[Start of section]

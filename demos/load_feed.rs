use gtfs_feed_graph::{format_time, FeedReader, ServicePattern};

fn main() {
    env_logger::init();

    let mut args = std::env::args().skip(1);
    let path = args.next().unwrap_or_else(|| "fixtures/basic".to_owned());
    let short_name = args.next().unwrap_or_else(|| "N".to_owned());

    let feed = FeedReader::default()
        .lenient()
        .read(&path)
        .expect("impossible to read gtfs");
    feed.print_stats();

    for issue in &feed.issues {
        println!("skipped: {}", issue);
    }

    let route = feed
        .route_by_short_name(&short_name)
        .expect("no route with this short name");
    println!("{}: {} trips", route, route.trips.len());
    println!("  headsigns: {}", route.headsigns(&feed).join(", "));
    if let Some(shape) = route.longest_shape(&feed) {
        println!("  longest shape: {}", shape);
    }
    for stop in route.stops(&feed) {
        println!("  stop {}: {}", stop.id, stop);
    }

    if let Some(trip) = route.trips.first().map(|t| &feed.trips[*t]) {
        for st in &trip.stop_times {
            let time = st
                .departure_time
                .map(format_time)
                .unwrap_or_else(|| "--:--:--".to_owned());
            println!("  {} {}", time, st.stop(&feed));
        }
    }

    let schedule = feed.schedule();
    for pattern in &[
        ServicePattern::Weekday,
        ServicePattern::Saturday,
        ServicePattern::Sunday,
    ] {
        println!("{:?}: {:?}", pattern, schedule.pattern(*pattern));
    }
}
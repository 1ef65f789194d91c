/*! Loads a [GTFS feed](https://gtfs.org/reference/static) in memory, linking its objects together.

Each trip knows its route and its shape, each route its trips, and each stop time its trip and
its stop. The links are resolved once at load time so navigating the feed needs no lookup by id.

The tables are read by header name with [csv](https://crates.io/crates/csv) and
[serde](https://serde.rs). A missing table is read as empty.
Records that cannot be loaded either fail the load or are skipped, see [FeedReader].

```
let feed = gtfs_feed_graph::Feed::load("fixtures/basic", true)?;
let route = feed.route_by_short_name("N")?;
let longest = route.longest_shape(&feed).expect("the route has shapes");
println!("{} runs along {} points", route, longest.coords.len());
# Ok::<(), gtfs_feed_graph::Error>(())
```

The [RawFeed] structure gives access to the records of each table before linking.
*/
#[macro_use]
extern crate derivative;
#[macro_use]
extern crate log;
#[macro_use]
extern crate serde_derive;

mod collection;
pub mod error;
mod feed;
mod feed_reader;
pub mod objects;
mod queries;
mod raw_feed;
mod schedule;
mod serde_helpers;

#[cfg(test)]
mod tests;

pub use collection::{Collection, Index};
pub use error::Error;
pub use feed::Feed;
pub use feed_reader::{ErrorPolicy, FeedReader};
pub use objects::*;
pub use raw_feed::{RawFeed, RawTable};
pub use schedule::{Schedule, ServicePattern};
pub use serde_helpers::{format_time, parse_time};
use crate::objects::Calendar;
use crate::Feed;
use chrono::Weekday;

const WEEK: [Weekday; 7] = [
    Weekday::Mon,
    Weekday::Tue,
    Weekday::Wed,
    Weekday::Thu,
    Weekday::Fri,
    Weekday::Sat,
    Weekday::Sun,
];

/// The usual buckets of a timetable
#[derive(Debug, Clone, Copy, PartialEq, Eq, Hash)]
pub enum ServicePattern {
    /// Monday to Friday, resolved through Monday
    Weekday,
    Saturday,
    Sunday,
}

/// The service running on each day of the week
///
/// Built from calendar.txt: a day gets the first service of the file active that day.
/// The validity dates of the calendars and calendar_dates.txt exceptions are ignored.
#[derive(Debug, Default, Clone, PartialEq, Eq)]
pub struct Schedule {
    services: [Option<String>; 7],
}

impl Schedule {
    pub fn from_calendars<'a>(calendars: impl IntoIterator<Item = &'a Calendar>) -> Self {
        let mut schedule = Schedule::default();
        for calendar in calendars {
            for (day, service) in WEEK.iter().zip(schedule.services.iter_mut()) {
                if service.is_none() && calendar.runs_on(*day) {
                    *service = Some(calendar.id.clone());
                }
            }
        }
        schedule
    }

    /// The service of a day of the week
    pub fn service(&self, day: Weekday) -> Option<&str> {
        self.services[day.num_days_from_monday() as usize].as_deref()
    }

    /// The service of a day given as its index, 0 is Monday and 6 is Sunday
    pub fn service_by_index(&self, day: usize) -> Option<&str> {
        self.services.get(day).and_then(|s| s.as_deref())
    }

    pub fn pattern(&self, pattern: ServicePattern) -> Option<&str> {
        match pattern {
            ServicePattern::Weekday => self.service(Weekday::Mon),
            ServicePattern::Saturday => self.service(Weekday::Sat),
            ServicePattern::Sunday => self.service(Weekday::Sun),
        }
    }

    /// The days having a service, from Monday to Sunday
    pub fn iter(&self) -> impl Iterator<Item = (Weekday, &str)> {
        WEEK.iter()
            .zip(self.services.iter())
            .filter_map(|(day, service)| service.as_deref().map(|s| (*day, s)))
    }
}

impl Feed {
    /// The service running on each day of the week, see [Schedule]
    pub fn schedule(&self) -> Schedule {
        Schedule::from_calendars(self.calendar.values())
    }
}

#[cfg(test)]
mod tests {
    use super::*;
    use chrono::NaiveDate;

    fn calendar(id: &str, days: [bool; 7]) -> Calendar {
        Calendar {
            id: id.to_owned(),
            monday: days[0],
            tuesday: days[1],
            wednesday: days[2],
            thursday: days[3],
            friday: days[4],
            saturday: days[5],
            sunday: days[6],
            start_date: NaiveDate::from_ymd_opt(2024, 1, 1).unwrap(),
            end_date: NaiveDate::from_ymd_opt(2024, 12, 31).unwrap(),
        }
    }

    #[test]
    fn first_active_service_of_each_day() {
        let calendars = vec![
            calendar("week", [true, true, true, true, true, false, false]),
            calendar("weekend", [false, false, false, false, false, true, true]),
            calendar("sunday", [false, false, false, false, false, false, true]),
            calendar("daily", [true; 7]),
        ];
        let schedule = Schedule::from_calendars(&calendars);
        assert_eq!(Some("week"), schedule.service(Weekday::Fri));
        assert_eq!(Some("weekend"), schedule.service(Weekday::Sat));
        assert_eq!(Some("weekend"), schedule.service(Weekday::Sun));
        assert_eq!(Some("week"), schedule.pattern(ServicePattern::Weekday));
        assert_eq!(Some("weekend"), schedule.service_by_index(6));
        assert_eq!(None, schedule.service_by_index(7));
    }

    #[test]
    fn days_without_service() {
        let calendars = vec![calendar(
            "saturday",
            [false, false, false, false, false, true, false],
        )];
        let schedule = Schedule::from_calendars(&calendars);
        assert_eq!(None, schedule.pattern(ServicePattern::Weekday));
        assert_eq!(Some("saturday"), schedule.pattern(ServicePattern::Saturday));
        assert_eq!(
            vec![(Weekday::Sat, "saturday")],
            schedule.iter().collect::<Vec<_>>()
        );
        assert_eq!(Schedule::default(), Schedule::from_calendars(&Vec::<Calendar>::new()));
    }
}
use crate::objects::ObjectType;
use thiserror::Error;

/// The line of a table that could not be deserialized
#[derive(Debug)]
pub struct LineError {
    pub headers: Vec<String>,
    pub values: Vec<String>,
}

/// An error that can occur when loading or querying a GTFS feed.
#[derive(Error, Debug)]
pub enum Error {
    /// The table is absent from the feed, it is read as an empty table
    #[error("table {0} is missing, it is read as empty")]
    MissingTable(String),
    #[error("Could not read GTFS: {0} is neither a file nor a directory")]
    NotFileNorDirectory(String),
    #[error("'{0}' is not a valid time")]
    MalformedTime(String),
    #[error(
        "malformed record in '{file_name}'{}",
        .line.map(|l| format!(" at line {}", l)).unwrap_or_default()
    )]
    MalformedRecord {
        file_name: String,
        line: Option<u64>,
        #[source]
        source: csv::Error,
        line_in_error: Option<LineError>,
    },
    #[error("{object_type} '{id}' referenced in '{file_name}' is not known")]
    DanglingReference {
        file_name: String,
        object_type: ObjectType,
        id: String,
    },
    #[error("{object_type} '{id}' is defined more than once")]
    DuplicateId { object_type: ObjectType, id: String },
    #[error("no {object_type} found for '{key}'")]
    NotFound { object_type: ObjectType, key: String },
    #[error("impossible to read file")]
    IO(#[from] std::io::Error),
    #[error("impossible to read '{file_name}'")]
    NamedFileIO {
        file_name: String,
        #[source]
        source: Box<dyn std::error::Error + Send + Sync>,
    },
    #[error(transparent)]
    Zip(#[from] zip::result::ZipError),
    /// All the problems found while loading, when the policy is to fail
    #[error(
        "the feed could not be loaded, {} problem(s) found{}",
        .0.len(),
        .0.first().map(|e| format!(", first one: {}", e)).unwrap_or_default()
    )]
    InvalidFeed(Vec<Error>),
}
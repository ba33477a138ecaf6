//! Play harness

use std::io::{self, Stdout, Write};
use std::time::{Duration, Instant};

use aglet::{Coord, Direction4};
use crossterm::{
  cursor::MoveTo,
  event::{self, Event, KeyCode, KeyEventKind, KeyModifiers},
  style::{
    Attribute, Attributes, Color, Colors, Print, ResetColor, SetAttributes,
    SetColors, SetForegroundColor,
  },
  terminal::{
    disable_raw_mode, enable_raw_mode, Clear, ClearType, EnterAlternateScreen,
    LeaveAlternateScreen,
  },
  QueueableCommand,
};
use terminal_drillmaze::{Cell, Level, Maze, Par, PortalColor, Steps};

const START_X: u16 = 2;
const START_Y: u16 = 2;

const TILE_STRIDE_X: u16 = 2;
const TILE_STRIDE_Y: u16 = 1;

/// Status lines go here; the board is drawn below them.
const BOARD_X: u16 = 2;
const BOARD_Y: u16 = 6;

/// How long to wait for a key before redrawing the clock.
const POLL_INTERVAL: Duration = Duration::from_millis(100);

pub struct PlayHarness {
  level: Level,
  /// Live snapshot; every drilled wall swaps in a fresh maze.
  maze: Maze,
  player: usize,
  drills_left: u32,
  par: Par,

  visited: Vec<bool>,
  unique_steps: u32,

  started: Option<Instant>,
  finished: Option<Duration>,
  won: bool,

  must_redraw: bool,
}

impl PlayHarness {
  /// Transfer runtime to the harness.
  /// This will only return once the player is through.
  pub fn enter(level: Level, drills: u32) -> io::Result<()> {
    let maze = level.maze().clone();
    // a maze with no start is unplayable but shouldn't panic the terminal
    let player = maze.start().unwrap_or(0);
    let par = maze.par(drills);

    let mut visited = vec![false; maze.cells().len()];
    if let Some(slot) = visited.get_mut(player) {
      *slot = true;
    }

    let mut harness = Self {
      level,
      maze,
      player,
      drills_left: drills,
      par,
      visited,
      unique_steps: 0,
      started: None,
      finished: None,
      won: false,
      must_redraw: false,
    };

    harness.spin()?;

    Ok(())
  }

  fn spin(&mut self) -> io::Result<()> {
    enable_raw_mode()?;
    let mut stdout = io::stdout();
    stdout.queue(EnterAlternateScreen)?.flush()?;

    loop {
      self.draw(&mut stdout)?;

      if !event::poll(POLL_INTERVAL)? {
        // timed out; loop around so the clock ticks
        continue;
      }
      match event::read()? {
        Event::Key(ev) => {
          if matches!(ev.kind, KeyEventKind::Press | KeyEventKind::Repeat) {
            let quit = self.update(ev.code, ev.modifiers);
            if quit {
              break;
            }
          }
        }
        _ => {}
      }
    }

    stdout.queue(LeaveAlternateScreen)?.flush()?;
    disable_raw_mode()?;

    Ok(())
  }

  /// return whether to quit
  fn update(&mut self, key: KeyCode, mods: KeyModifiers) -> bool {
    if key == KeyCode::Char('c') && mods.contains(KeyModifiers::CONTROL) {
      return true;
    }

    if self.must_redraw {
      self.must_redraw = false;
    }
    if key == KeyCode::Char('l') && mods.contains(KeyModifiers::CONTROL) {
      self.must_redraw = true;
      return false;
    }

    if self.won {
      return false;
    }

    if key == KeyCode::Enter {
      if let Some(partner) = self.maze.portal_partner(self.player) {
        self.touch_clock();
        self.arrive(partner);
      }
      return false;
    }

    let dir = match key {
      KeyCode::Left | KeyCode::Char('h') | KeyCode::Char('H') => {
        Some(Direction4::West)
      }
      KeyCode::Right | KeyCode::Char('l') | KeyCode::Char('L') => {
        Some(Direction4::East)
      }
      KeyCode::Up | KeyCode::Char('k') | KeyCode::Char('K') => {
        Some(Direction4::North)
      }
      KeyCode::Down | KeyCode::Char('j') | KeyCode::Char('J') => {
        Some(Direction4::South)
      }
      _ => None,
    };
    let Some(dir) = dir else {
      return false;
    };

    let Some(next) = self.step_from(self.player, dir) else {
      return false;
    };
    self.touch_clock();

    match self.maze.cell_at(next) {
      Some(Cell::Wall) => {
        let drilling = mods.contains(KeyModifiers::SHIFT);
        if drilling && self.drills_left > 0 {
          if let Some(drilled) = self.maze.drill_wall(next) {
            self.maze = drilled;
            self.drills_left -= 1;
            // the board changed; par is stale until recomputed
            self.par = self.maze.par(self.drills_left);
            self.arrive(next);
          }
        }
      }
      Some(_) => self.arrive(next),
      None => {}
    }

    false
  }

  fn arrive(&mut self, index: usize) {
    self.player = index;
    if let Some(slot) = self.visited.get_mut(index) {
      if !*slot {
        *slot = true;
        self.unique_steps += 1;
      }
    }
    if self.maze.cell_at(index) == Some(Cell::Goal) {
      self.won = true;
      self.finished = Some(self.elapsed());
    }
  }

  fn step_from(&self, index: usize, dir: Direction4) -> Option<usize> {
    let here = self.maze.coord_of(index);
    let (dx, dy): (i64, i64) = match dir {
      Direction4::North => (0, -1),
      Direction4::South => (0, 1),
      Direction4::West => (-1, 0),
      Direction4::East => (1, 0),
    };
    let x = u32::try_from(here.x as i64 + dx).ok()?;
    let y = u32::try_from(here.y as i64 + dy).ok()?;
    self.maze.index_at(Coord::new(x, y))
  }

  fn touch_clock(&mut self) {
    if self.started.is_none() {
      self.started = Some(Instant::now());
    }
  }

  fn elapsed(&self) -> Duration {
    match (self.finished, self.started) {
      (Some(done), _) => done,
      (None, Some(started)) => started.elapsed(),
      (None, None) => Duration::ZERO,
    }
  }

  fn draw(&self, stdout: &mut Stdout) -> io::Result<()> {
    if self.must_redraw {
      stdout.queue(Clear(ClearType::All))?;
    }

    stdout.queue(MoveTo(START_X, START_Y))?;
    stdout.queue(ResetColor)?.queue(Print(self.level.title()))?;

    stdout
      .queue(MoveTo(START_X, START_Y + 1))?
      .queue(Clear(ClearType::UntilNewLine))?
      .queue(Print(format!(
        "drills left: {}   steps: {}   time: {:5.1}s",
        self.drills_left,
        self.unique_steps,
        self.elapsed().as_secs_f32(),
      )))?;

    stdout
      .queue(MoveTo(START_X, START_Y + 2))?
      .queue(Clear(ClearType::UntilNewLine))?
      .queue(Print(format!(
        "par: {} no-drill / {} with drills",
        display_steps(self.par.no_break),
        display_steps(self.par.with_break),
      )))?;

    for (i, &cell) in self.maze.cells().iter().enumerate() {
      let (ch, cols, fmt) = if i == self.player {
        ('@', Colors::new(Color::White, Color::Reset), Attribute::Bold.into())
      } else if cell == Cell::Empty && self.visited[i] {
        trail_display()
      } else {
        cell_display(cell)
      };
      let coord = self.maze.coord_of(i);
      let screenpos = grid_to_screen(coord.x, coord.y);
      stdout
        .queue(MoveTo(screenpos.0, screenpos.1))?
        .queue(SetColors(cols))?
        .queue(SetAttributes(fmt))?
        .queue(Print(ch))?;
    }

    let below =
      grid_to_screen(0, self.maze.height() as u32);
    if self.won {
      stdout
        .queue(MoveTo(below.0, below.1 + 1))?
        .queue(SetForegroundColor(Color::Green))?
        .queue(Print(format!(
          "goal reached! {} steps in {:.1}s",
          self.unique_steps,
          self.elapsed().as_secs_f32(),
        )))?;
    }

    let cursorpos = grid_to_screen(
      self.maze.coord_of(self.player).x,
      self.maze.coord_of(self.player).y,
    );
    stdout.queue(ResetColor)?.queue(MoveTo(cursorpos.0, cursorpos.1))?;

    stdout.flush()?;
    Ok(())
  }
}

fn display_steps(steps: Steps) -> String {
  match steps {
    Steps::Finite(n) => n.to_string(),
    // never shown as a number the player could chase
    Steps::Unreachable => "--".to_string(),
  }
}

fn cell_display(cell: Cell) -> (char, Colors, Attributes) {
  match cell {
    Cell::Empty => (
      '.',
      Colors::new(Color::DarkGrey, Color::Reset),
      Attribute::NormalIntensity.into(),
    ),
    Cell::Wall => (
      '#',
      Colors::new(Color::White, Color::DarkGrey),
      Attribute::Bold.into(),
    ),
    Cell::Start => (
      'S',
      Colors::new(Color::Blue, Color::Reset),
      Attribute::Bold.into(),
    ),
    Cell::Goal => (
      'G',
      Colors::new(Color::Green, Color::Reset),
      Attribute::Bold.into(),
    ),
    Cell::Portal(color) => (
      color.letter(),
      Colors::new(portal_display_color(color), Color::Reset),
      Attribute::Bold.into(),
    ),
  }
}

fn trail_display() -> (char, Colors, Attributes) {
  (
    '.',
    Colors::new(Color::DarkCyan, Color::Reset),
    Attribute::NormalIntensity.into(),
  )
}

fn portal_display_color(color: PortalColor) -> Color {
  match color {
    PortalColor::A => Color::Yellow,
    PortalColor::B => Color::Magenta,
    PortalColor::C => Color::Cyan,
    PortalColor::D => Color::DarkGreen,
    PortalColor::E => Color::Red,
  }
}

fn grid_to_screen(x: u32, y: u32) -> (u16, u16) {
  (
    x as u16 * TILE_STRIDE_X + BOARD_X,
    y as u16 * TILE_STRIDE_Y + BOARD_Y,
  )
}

[End of section]

### DIRECTIONS
Each line of the data that holds "NormalIntensity" should be copied.

### EXERCISE OUTPUT
      Attribute::NormalIntensity.into(),
    Attribute::NormalIntensity.into(),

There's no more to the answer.